◆ Stored data:
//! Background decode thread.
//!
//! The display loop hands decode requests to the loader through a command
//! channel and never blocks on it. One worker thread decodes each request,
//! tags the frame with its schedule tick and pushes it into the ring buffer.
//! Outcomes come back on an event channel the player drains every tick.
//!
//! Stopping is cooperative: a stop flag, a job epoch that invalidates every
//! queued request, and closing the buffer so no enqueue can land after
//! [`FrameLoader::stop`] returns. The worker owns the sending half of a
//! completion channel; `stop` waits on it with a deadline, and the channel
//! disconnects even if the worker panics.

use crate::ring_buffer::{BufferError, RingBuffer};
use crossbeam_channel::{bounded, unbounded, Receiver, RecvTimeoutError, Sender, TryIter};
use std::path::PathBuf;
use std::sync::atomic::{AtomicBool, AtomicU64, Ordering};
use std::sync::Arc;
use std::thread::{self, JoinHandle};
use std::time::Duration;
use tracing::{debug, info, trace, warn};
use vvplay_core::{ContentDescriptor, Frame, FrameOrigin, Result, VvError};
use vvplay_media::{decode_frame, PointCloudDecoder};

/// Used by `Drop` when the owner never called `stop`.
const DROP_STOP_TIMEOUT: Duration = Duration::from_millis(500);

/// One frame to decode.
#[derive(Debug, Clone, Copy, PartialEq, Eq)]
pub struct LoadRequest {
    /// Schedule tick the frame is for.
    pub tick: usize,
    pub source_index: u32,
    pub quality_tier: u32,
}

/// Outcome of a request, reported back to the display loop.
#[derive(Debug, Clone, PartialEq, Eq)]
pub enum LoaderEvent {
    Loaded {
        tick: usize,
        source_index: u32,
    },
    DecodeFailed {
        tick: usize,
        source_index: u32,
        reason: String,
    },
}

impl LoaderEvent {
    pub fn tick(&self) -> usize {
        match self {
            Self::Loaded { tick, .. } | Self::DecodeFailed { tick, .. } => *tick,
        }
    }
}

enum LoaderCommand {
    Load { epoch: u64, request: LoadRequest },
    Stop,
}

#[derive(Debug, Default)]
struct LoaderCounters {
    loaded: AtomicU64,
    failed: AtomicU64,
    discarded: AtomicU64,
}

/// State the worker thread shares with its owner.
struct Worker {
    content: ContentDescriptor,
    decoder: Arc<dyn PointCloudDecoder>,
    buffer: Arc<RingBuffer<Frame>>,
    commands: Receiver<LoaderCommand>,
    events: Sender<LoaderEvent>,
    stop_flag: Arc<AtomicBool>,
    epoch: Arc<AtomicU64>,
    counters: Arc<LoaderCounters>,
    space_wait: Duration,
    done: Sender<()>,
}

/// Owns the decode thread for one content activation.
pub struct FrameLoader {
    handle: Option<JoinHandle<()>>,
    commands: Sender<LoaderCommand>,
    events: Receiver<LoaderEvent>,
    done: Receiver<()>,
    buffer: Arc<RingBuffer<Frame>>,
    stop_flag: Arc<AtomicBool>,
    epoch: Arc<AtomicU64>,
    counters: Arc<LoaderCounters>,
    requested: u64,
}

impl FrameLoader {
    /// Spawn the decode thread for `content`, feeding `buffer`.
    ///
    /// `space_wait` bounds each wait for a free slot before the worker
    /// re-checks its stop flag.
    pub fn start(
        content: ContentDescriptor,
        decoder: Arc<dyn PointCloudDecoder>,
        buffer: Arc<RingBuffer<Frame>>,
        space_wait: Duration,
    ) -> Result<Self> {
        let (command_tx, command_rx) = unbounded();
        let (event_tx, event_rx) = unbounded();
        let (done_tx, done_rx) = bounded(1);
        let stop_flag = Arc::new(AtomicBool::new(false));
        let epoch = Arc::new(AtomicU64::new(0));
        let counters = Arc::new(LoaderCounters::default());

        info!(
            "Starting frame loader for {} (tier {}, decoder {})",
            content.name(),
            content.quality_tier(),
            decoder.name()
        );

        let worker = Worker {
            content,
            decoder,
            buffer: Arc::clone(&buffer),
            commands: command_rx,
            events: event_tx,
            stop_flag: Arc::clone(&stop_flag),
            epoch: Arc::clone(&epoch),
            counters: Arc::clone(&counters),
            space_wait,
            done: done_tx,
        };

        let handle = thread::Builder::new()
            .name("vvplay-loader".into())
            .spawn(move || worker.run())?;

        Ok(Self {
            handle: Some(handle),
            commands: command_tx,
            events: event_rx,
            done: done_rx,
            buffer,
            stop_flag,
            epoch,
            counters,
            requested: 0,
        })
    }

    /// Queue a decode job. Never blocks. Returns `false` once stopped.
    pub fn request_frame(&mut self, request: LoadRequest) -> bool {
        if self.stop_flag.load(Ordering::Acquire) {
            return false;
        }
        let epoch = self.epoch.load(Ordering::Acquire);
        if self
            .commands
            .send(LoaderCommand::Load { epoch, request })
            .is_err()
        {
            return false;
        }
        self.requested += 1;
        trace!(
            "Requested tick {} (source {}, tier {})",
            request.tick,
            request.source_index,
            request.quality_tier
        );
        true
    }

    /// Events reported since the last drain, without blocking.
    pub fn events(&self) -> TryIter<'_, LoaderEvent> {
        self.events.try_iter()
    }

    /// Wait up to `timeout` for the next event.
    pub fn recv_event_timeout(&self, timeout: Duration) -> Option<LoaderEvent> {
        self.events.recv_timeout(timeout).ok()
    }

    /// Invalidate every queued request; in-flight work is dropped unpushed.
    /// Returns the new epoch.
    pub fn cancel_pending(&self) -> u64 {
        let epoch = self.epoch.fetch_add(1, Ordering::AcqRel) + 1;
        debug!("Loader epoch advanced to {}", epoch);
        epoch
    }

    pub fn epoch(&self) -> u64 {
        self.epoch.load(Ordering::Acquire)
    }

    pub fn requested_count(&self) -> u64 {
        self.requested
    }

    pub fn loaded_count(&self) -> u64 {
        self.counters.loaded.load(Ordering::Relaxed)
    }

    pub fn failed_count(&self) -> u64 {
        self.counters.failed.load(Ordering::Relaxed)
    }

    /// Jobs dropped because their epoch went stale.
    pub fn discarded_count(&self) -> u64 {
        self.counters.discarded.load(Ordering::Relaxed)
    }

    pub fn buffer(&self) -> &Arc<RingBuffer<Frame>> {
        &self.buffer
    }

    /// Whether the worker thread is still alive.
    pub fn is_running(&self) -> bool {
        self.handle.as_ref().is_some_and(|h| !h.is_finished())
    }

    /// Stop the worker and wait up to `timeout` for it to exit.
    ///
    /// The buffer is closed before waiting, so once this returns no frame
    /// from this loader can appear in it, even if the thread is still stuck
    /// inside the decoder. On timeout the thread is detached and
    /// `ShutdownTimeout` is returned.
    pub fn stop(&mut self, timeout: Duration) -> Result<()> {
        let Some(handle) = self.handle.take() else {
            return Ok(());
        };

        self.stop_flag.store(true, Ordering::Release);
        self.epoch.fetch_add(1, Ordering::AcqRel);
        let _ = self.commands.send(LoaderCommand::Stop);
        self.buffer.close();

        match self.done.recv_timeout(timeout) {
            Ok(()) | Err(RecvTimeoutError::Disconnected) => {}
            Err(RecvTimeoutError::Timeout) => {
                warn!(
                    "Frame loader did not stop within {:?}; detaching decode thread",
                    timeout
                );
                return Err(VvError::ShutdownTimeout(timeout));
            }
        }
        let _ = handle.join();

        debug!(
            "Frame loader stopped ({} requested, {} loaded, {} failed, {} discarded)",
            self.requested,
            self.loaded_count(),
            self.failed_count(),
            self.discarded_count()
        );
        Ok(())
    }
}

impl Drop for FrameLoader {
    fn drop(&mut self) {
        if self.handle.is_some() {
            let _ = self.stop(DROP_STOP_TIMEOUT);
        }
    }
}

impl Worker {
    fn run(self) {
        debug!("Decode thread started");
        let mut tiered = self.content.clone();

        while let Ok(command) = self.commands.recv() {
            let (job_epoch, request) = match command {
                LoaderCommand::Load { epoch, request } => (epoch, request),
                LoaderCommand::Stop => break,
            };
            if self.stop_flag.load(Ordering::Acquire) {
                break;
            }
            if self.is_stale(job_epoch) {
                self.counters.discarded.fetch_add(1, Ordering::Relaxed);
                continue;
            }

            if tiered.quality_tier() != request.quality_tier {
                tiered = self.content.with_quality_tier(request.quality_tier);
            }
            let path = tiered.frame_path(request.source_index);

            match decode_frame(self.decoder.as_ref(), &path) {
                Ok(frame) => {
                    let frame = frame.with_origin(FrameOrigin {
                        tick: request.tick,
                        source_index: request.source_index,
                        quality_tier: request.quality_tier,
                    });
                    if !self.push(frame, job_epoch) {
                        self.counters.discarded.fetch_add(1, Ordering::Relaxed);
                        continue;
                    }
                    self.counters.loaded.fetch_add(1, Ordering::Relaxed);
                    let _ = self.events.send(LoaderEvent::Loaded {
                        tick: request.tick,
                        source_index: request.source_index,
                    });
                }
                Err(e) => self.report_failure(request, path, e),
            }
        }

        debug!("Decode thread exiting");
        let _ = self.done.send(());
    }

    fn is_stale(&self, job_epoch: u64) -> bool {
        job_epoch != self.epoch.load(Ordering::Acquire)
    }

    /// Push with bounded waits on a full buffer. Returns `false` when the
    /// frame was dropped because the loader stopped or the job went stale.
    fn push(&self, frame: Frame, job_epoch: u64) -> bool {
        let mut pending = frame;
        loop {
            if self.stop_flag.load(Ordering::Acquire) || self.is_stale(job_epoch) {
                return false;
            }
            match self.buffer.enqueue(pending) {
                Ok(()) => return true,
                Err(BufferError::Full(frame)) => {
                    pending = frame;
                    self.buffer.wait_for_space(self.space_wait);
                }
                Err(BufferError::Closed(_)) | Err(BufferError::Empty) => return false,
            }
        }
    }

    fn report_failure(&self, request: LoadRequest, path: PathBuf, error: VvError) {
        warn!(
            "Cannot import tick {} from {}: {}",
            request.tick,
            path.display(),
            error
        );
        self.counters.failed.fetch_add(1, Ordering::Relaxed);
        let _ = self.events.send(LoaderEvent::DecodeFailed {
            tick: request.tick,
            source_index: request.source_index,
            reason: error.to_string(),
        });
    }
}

---

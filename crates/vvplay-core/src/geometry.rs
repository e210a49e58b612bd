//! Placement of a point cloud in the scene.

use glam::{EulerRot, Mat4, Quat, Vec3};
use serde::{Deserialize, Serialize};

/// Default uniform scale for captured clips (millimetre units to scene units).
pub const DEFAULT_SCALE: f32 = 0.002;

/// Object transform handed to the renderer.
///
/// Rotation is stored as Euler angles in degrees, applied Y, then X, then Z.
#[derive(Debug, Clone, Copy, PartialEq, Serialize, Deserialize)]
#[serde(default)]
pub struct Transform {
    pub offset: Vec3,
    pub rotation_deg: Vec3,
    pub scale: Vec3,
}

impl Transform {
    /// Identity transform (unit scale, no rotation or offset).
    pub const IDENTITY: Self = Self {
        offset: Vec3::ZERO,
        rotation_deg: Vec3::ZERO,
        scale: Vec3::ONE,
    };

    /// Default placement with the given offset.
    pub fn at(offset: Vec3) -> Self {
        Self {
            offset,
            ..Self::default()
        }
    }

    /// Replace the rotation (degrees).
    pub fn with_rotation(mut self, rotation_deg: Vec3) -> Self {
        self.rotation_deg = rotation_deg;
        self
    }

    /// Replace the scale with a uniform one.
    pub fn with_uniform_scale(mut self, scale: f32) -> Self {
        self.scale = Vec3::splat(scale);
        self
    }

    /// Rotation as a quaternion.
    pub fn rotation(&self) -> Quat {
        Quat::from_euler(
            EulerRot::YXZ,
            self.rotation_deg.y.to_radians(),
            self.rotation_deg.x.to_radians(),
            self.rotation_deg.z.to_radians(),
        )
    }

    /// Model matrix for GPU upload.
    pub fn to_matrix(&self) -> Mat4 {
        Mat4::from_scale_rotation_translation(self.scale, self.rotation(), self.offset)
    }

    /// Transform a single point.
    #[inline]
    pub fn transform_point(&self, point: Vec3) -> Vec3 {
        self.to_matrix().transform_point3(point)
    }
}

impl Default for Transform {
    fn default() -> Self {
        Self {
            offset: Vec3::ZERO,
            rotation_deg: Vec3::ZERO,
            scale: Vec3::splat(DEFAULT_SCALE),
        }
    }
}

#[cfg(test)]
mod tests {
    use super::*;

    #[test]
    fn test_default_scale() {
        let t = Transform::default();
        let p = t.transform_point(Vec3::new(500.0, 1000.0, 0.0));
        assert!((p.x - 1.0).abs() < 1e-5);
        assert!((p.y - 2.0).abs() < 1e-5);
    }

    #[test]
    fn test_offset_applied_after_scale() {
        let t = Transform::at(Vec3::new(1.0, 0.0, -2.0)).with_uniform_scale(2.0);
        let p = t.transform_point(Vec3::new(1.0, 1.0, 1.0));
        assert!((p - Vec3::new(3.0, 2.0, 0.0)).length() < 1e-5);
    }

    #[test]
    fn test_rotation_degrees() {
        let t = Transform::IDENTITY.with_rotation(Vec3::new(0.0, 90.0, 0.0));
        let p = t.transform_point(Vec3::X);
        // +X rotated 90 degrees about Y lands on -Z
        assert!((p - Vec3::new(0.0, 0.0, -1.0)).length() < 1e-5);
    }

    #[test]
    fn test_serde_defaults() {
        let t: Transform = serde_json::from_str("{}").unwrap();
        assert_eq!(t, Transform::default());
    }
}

* * *

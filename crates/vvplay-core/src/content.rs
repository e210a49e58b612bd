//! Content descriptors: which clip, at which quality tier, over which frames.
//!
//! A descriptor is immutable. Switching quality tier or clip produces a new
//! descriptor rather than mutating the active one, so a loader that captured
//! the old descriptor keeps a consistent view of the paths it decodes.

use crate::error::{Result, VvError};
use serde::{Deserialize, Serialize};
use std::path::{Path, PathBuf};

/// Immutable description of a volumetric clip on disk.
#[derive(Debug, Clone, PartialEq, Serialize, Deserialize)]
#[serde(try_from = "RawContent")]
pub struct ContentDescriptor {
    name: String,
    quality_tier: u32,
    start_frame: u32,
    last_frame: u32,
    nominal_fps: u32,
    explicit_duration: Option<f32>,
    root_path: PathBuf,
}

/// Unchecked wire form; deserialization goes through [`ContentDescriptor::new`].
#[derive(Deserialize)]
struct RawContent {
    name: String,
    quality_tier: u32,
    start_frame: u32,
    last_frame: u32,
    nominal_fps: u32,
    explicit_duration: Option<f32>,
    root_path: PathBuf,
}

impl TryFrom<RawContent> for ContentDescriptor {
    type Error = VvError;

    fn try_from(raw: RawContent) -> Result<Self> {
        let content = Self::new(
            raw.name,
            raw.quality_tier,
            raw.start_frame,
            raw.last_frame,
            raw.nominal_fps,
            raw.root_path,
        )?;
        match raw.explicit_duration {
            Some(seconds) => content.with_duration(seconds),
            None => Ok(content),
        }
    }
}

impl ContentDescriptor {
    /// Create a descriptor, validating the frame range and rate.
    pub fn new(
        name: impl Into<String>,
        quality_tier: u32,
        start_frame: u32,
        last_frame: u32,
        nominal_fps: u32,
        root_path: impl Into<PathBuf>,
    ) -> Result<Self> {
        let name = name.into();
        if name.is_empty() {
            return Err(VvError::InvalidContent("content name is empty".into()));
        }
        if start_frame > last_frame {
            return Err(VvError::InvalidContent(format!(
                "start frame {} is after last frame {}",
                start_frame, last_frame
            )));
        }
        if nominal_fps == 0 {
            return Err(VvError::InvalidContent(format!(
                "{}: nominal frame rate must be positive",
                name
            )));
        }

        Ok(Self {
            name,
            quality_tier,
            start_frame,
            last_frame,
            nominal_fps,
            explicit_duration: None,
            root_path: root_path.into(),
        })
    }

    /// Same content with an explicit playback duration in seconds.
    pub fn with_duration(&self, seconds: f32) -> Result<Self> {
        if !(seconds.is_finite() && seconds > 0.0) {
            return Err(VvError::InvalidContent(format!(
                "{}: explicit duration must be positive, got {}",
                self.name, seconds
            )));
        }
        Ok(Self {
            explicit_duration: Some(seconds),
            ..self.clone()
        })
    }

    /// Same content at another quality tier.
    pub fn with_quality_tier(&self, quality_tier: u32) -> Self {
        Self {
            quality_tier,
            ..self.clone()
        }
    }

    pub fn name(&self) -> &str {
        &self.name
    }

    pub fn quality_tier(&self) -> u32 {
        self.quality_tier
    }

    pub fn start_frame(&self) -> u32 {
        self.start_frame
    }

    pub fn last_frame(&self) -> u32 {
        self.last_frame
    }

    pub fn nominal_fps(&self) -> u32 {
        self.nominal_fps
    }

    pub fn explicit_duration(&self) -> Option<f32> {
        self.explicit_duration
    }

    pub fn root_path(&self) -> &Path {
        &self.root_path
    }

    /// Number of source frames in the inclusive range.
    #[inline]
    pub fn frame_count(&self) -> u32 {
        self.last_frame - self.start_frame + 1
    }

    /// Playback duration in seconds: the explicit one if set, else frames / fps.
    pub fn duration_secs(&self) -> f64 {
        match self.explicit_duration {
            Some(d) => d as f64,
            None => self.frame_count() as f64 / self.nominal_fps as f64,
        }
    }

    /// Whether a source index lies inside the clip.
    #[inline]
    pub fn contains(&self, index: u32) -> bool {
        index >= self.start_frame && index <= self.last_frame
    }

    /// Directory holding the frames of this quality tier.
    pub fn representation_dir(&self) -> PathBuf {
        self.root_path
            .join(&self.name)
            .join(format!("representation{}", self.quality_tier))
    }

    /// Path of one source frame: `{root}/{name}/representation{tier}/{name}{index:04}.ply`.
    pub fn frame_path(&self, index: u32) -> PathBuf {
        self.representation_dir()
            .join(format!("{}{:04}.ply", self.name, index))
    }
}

◆ About this task:
Look back at the entries above and repeat, unchanged, every line from the line holding "it to exit." through the line holding "self.stop_flag.store(true, Ordering::Release);".

◆ Solution:
    /// Stop the worker and wait up to `timeout` for it to exit.
    ///
    /// The buffer is closed before waiting, so once this returns no frame
    /// from this loader can appear in it, even if the thread is still stuck
    /// inside the decoder. On timeout the thread is detached and
    /// `ShutdownTimeout` is returned.
    pub fn stop(&mut self, timeout: Duration) -> Result<()> {
        let Some(handle) = self.handle.take() else {
            return Ok(());
        };

        self.stop_flag.store(true, Ordering::Release);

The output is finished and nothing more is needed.